- _What this task involves_: Identify each line below containing the string "insert" and copy it.

##### Information given #####

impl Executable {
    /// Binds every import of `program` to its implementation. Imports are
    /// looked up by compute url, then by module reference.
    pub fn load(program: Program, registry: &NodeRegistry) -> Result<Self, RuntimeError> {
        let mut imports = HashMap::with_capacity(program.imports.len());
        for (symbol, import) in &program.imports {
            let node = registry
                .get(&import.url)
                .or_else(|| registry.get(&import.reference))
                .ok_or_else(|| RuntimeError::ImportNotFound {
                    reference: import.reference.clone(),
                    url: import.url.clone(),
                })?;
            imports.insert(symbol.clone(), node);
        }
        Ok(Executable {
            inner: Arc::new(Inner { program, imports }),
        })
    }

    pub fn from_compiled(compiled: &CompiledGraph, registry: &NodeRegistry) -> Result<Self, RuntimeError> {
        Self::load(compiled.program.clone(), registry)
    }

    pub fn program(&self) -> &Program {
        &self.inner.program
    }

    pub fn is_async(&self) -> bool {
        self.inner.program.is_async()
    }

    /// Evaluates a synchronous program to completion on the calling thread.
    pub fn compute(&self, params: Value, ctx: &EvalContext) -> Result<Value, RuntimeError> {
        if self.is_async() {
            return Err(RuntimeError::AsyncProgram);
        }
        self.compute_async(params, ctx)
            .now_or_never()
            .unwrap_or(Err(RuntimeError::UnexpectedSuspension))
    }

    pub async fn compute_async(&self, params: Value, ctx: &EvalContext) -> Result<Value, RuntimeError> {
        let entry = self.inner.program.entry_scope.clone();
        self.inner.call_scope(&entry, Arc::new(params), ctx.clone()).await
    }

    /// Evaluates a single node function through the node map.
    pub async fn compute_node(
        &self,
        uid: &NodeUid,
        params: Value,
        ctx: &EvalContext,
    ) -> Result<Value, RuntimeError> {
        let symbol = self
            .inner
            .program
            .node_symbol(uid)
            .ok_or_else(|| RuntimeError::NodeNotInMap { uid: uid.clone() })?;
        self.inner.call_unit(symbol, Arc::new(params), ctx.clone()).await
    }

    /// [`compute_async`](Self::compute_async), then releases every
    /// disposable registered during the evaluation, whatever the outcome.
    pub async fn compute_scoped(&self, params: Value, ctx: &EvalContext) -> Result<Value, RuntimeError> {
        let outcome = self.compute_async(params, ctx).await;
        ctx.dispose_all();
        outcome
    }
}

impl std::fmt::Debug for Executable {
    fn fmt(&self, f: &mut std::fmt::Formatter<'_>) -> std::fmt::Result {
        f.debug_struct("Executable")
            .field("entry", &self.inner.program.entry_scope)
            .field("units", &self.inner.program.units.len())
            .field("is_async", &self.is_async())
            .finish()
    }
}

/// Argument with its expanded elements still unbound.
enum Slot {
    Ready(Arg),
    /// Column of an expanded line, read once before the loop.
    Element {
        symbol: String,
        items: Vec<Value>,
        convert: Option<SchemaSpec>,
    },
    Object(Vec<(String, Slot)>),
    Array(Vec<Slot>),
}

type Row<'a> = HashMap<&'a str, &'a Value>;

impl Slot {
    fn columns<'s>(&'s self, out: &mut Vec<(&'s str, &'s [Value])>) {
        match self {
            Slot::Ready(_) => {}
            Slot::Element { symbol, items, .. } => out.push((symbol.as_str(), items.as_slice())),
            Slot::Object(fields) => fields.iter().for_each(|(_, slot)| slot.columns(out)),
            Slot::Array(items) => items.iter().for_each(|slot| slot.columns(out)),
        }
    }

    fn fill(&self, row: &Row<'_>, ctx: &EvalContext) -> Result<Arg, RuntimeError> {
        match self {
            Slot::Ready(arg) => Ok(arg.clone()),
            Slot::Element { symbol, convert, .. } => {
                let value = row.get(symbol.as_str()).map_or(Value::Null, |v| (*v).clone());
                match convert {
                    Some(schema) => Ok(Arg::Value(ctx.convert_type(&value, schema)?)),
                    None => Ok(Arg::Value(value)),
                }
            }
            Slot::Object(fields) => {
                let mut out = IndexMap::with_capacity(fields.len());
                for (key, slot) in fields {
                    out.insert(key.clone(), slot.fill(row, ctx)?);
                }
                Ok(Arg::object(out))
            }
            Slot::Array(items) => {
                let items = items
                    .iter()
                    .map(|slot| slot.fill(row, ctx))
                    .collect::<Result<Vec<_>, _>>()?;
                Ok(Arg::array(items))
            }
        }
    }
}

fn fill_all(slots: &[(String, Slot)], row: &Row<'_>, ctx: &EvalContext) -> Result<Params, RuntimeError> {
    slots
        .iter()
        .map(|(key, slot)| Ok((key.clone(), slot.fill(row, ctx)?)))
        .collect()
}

#####

- _Solution to the exercise_:
            imports.insert(symbol.clone(), node);
                    out.insert(key.clone(), slot.fill(row, ctx)?);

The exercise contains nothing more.